When it comes to playing poker tournaments, Ihrahim is a firm believer in both mental and physical preparation. "Many players think that they can start preparing for the World Series of Poker a few weeks earlier, and some don’t even bother to prepare," explained Ihrahim. "But I believe in getting yourself ready three to four months in advance. This year, I quit smoking, and stopped my leaks one at a time. Now, I feel much better and it all paid off for me."
Event No. 1
In one of the most exciting and unusual poker success stories in recent memory, David Lukaszewski, a shift manager at the Desert Diamond Casino in Tucson, Arizona won the first event at the 2003 World Series of Poker — the Casino Employees Limit Hold’em tournament.
For Lukaszewski, age 33, this was not only his first time to ever play in a world championship event, it also marked the first occasion he has entered a tournament with an entry fee of over $50. Talk about beginner’s luck!
But this tournament wasn’t about luck. It was about skill; more precisely, setting goals and achieving them by recognizing opportunities and then taking advantage. In this, his first excursion into the risky battleground of high-stakes poker, Lukaszewski set modest goals for himself every step of the way, hoping to acquire a certain amount of chips at each stage of the tournament.
He shifted his play in response not only on the characteristics of his opponents, but also to meet his chip count objectives.
"At the first break, I wanted to have $1,000 and ended up with $1,200," he said. "Then, at the next break my target goal was $2,500 —and I had $2,800, and so on."
If Lukaszewski were to author "The Making of a Champion," the first chapter would almost certainly be his extensive background in the industry — as both a Poker Shift Manager and avid cardplayer.
The second chapter of the story would be Lukaszewski’s laudable dedication to the concept of planning and meeting goals.
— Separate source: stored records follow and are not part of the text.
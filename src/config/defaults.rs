//! Default values for configuration fields.
//!
//! These functions are used by serde for default deserialization.

// ============================================================================
// Common Defaults
// ============================================================================

pub fn r#true() -> bool {
    true
}

pub fn r#false() -> bool {
    false
}

// ============================================================================
// [base] Section Defaults
// ============================================================================

pub mod base {
    pub fn url() -> Option<String> {
        None
    }

    pub fn author() -> String {
        "<YOUR_NAME>".into()
    }

    pub fn language() -> String {
        "en".into()
    }
}

// ============================================================================
// [build] Section Defaults
// ============================================================================

pub mod build {
    use std::path::PathBuf;

    pub fn root() -> Option<PathBuf> {
        None
    }

    pub fn output() -> PathBuf {
        "public".into()
    }

    pub fn assets() -> PathBuf {
        "assets".into()
    }
}

// ============================================================================
// [data] Section Defaults
// ============================================================================

pub mod data {
    use crate::data::DEFAULT_CANDIDATES;

    pub fn base() -> String {
        ".".into()
    }

    pub fn candidates() -> Vec<String> {
        DEFAULT_CANDIDATES.iter().map(|c| (*c).to_owned()).collect()
    }
}

// ============================================================================
// [serve] Section Defaults
// ============================================================================

pub mod serve {
    pub fn interface() -> String {
        "127.0.0.1".into()
    }

    pub fn port() -> u16 {
        5277
    }
}
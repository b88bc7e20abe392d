//! Site content resolution.
//!
//! Content lives in a single JSON document (`data/data.json`). Pages can sit
//! at the site root or one directory deeper, so resolution walks an ordered
//! list of relative candidates and falls back to an embedded default when
//! none of them yields a parseable document.
//!
//! | Module     | Responsibility                                   |
//! |------------|--------------------------------------------------|
//! | `types`    | `SiteData` and the card item records             |
//! | `defaults` | Embedded fallback profile                        |
//! | `source`   | File and HTTP fetchers behind `ContentSource`    |
//! | `loader`   | Ordered candidate resolution + silent fallback   |

mod defaults;
mod error;
mod loader;
mod source;
mod types;

pub use defaults::DEFAULT_SITE_DATA;
pub use loader::{DEFAULT_CANDIDATES, load_site_data};
pub use source::Source;
pub use types::{ProjectItem, PublicationItem, ResearchItem, SiteData};
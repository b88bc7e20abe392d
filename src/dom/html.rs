//! HTML serialization for the virtual DOM.
//!
//! Click actions are written as a `data-on-click` attribute (multiple actions
//! separated by `;`) for the page runtime to pick up. Scroll state is layout
//! information and is not serialized.

use super::{Document, Element, Node};
use anyhow::Result;
use quick_xml::{
    Writer,
    events::{BytesEnd, BytesStart, BytesText, Event},
};

/// Attribute carrying encoded click actions.
pub const ACTION_ATTR: &str = "data-on-click";

/// Elements that never have children and are written self-closed.
const VOID_ELEMENTS: &[&str] = &[
    "area", "base", "br", "col", "embed", "hr", "img", "input", "link", "meta", "source", "track",
    "wbr",
];

/// Serialize a whole document, prefixed with the HTML5 doctype.
pub fn document_to_html(doc: &Document) -> Result<Vec<u8>> {
    let mut writer = Writer::new(b"<!DOCTYPE html>\n".to_vec());
    write_element(&mut writer, doc.root())?;
    Ok(writer.into_inner())
}

fn write_element(writer: &mut Writer<Vec<u8>>, element: &Element) -> Result<()> {
    let mut start = BytesStart::new(element.tag());
    for (key, value) in element.attributes() {
        start.push_attribute((key, value));
    }

    let actions = element
        .listeners()
        .iter()
        .map(|action| action.encode())
        .collect::<Vec<_>>();
    if !actions.is_empty() {
        start.push_attribute((ACTION_ATTR, actions.join(";").as_str()));
    }

    if VOID_ELEMENTS.contains(&element.tag()) {
        writer.write_event(Event::Empty(start))?;
        return Ok(());
    }

    writer.write_event(Event::Start(start))?;
    for child in element.children() {
        match child {
            Node::Element(child) => write_element(writer, child)?,
            Node::Text(text) => writer.write_event(Event::Text(BytesText::new(text)))?,
            Node::Raw(raw) => writer.write_event(Event::Text(BytesText::from_escaped(raw.as_str())))?,
        }
    }
    writer.write_event(Event::End(BytesEnd::new(element.tag())))?;
    Ok(())
}

#[cfg(test)]
mod tests {
    use super::*;
    use crate::dom::{Action, ScrollDirection, ScrollStep, el};

    fn element_to_html(element: &Element) -> String {
        let mut writer = Writer::new(Vec::new());
        write_element(&mut writer, element).unwrap();
        String::from_utf8(writer.into_inner()).unwrap()
    }

    #[test]
    fn test_nested_elements() {
        let card = el("div", "card", None).child(el("h3", "", Some("Title")));
        assert_eq!(
            element_to_html(&card),
            r#"<div class="card"><h3>Title</h3></div>"#
        );
    }

    #[test]
    fn test_empty_non_void_keeps_closing_tag() {
        let div = el("div", "", None).with_id("research-carousel");
        assert_eq!(
            element_to_html(&div),
            r#"<div id="research-carousel"></div>"#
        );
    }

    #[test]
    fn test_void_element_self_closes() {
        let img = el("img", "card-image", None).with_attr("src", "a.png");
        let html = element_to_html(&img);
        assert!(html.starts_with(r#"<img class="card-image" src="a.png""#));
        assert!(html.ends_with("/>"));
        assert!(!html.contains("</img>"));
    }

    #[test]
    fn test_text_and_attributes_are_escaped() {
        let a = el("a", "", Some("Fish & <Chips>")).with_attr("href", r#"/q?a=1&b="2""#);
        let html = element_to_html(&a);
        assert!(html.contains("Fish &amp; &lt;Chips&gt;"));
        assert!(html.contains("a=1&amp;b=&quot;2&quot;"));
    }

    #[test]
    fn test_raw_is_verbatim() {
        let script = el("script", "", None).child(Node::Raw("if (a < b) {}".into()));
        assert_eq!(
            element_to_html(&script),
            "<script>if (a < b) {}</script>"
        );
    }

    #[test]
    fn test_actions_serialized() {
        let mut button = el("button", "carousel-btn", Some("›"));
        button.on_click(Action::ScrollTrack {
            direction: ScrollDirection::Next,
            step: ScrollStep::new(260, 80),
        });
        let html = element_to_html(&button);
        assert!(html.contains(r#"data-on-click="scroll:next:260:80""#));
    }

    #[test]
    fn test_document_has_doctype() {
        let doc = Document::new(el("html", "", None));
        let html = String::from_utf8(document_to_html(&doc).unwrap()).unwrap();
        assert_eq!(html, "<!DOCTYPE html>\n<html></html>");
    }
}
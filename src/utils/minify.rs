//! HTML minification.
//!
//! Enabled or disabled by `[build].minify`.

use crate::config::SiteConfig;
use std::borrow::Cow;

/// Minify a rendered page.
///
/// Returns `Cow::Borrowed` if minify disabled, `Cow::Owned` if minified.
pub fn minify_html<'a>(html: &'a [u8], config: &SiteConfig) -> Cow<'a, [u8]> {
    if config.build.minify {
        Cow::Owned(minify_html_inner(html))
    } else {
        Cow::Borrowed(html)
    }
}

/// Minify HTML content using `minify_html` crate.
fn minify_html_inner(html: &[u8]) -> Vec<u8> {
    let mut cfg = minify_html::Cfg::new();
    cfg.keep_closing_tags = true;
    cfg.keep_html_and_head_opening_tags = true;
    cfg.keep_comments = false;
    cfg.minify_css = true;
    cfg.minify_js = true;
    minify_html::minify(html, &cfg)
}

#[cfg(test)]
mod tests {
    use super::*;

    fn config_with_minify(enabled: bool) -> SiteConfig {
        let mut config = SiteConfig::default();
        config.build.minify = enabled;
        config
    }

    #[test]
    fn test_minify_disabled_borrows() {
        let html = b"<div>\n    <p>Hi</p>\n</div>";
        let result = minify_html(html, &config_with_minify(false));
        assert!(matches!(result, Cow::Borrowed(_)));
        assert_eq!(&*result, html);
    }

    #[test]
    fn test_minify_enabled_shrinks() {
        let html = b"<div>\n    <p>Hi</p>\n    <!-- note -->\n</div>";
        let result = minify_html(html, &config_with_minify(true));
        assert!(result.len() < html.len());
        let text = String::from_utf8_lossy(&result);
        assert!(text.contains("<p>Hi</p>"));
        assert!(!text.contains("note"));
    }
}
//! Site building orchestration.
//!
//! # Architecture
//!
//! ```text
//! build_site()
//!     │
//!     ├── prepare_output()   ──► clean / create the output directory
//!     │
//!     ├── resolve_data()     ──► candidates via file or HTTP source,
//!     │                          embedded default on failure
//!     │
//!     ├── rayon::join
//!     │     ├── render_pages()  ──► one HTML file per PageKind
//!     │     └── copy_assets()   ──► assets/ mirrored into the output
//!     │
//!     └── write_data()       ──► <output>/data/data.json
//! ```

use crate::{
    config::SiteConfig,
    data::{DEFAULT_SITE_DATA, SiteData, Source, load_site_data},
    dom::html::document_to_html,
    log,
    page::{PageKind, render_page},
    utils::minify::minify_html,
};
use anyhow::{Context, Result};
use rayon::prelude::*;
use std::{
    ffi::OsStr,
    fs,
    path::{Path, PathBuf},
};
use walkdir::WalkDir;

/// Where the resolved content is published, relative to the output directory.
///
/// Pages never read it. A deployed site can be passed back as `--data-base`
/// because this is also the first default candidate.
const DATA_OUTPUT: &str = "data/data.json";

/// Build the entire site.
///
/// Returns the site data the pages were rendered from.
/// If `config.build.clean` is true, clears the entire output directory first.
pub fn build_site(config: &SiteConfig) -> Result<SiteData> {
    let output = &config.build.output;
    prepare_output(output, config.build.clean)?;

    let data = resolve_data(config)?;

    log!("build"; "rendering {} pages...", PageKind::ALL.len());
    let (pages_result, assets_result) =
        rayon::join(|| render_pages(&data, config), || copy_assets(config));
    pages_result?;
    let copied = assets_result?;
    if copied > 0 {
        log!("build"; "copied {} assets", copied);
    }

    write_data(output, &data)?;

    log!("build"; "done");
    Ok(data)
}

/// Create the output directory, removing existing content first when `clean`.
fn prepare_output(output: &Path, clean: bool) -> Result<()> {
    if clean && output.exists() {
        fs::remove_dir_all(output)
            .with_context(|| format!("Failed to clear output directory: {}", output.display()))?;
    }
    fs::create_dir_all(output)
        .with_context(|| format!("Failed to create output directory: {}", output.display()))?;
    Ok(())
}

/// Resolve site data on a current-thread runtime.
///
/// Never fails on content problems: an unusable `[data].base` or candidates
/// that all fail fall back to the embedded default.
fn resolve_data(config: &SiteConfig) -> Result<SiteData> {
    let source = match Source::from_base(&config.data.base, config.get_root()) {
        Ok(source) => source,
        Err(e) => {
            log!("data"; "{e}, using embedded defaults");
            return Ok(DEFAULT_SITE_DATA.clone());
        }
    };

    let runtime = tokio::runtime::Builder::new_current_thread()
        .enable_all()
        .build()
        .context("Failed to start async runtime")?;

    Ok(runtime.block_on(load_site_data(&source, config.data.candidates.as_slice())))
}

fn render_pages(data: &SiteData, config: &SiteConfig) -> Result<()> {
    PageKind::ALL.par_iter().try_for_each(|&kind| {
        let doc = render_page(kind, data, config);
        let html = document_to_html(&doc)
            .with_context(|| format!("Failed to serialize {}", kind.output_path()))?;
        let html = minify_html(&html, config);

        let path = config.build.output.join(kind.output_path());
        write_file(&path, &html)
    })
}

/// Mirror the assets directory into the output. Returns the number of files.
fn copy_assets(config: &SiteConfig) -> Result<usize> {
    let assets = &config.build.assets;
    if !assets.is_dir() {
        return Ok(0);
    }

    let target = config
        .build
        .output
        .join(assets.file_name().unwrap_or(OsStr::new("assets")));

    let files: Vec<PathBuf> = WalkDir::new(assets)
        .into_iter()
        .filter_map(Result::ok)
        .filter(|e| e.file_type().is_file())
        .map(|e| e.into_path())
        .collect();

    files.par_iter().try_for_each(|path| {
        let rel = path.strip_prefix(assets)?;
        let dest = target.join(rel);
        if let Some(parent) = dest.parent() {
            fs::create_dir_all(parent)?;
        }
        fs::copy(path, &dest)
            .with_context(|| format!("Failed to copy {}", path.display()))?;
        Ok::<_, anyhow::Error>(())
    })?;

    Ok(files.len())
}

/// Publish the resolved content next to the pages.
fn write_data(output: &Path, data: &SiteData) -> Result<()> {
    let content = serde_json::to_vec_pretty(data)?;
    write_file(&output.join(DATA_OUTPUT), &content)
}

fn write_file(path: &Path, content: &[u8]) -> Result<()> {
    if let Some(parent) = path.parent() {
        fs::create_dir_all(parent)
            .with_context(|| format!("Failed to create {}", parent.display()))?;
    }
    fs::write(path, content).with_context(|| format!("Failed to write {}", path.display()))
}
Goals in life and goals in poker.
"Back in January, I made up a list of the goals I wanted to meet in my personal and private life by the end of this year," said Lukaszewski. "The first time I made up my list, I wrote: To win a major event. After I thought about it, I figured that sounded a little too ambitious. So, I scratched it out and wrote instead: To play in a major event."
In what amounted to a wire-to-wire victory in the tournament, Lukaszewski has now met both of those goals. He played, and then he won. He made it look too easy.
That proved to be Lukaszewski’s single best decision of the tournament.
Lukaszewski arrived at the final table as the chip leader with about $20,000 — roughly a fifth of the total chips in play. "That’s when I changed my style of play (by accident). I had been aggressive all day, but then went passive when we started playing for the gold bracelet. During a break, and I figured out that I had lost some of my aggression. So, when (play resumed) I went back to the more aggressive style that got me there in the first place. I raised and won seven pots in a row pre-flop and only had a decent hand twice. That’s when I realized I could run over the table."
Lukaszewski received $35,800 and the renowned gold bracelet for his impressive victory. After the tournament was over, which came nearly 15 hours after the start and fell as the clock struck precisely 3 a.m., Lukaszewski called many of his friends and relatives to tell them the good news. "I woke up everyone at like 4 in the morning to tell them I won! All the poker players that I called — they knew what this moment means. They know what the World Series of Poker gold bracelet is all about. I can now walk into to any cardroom in the world and show this gold bracelet, and everyone will know. You become part of a very elite club. I feel like I just won the Super Bowl!"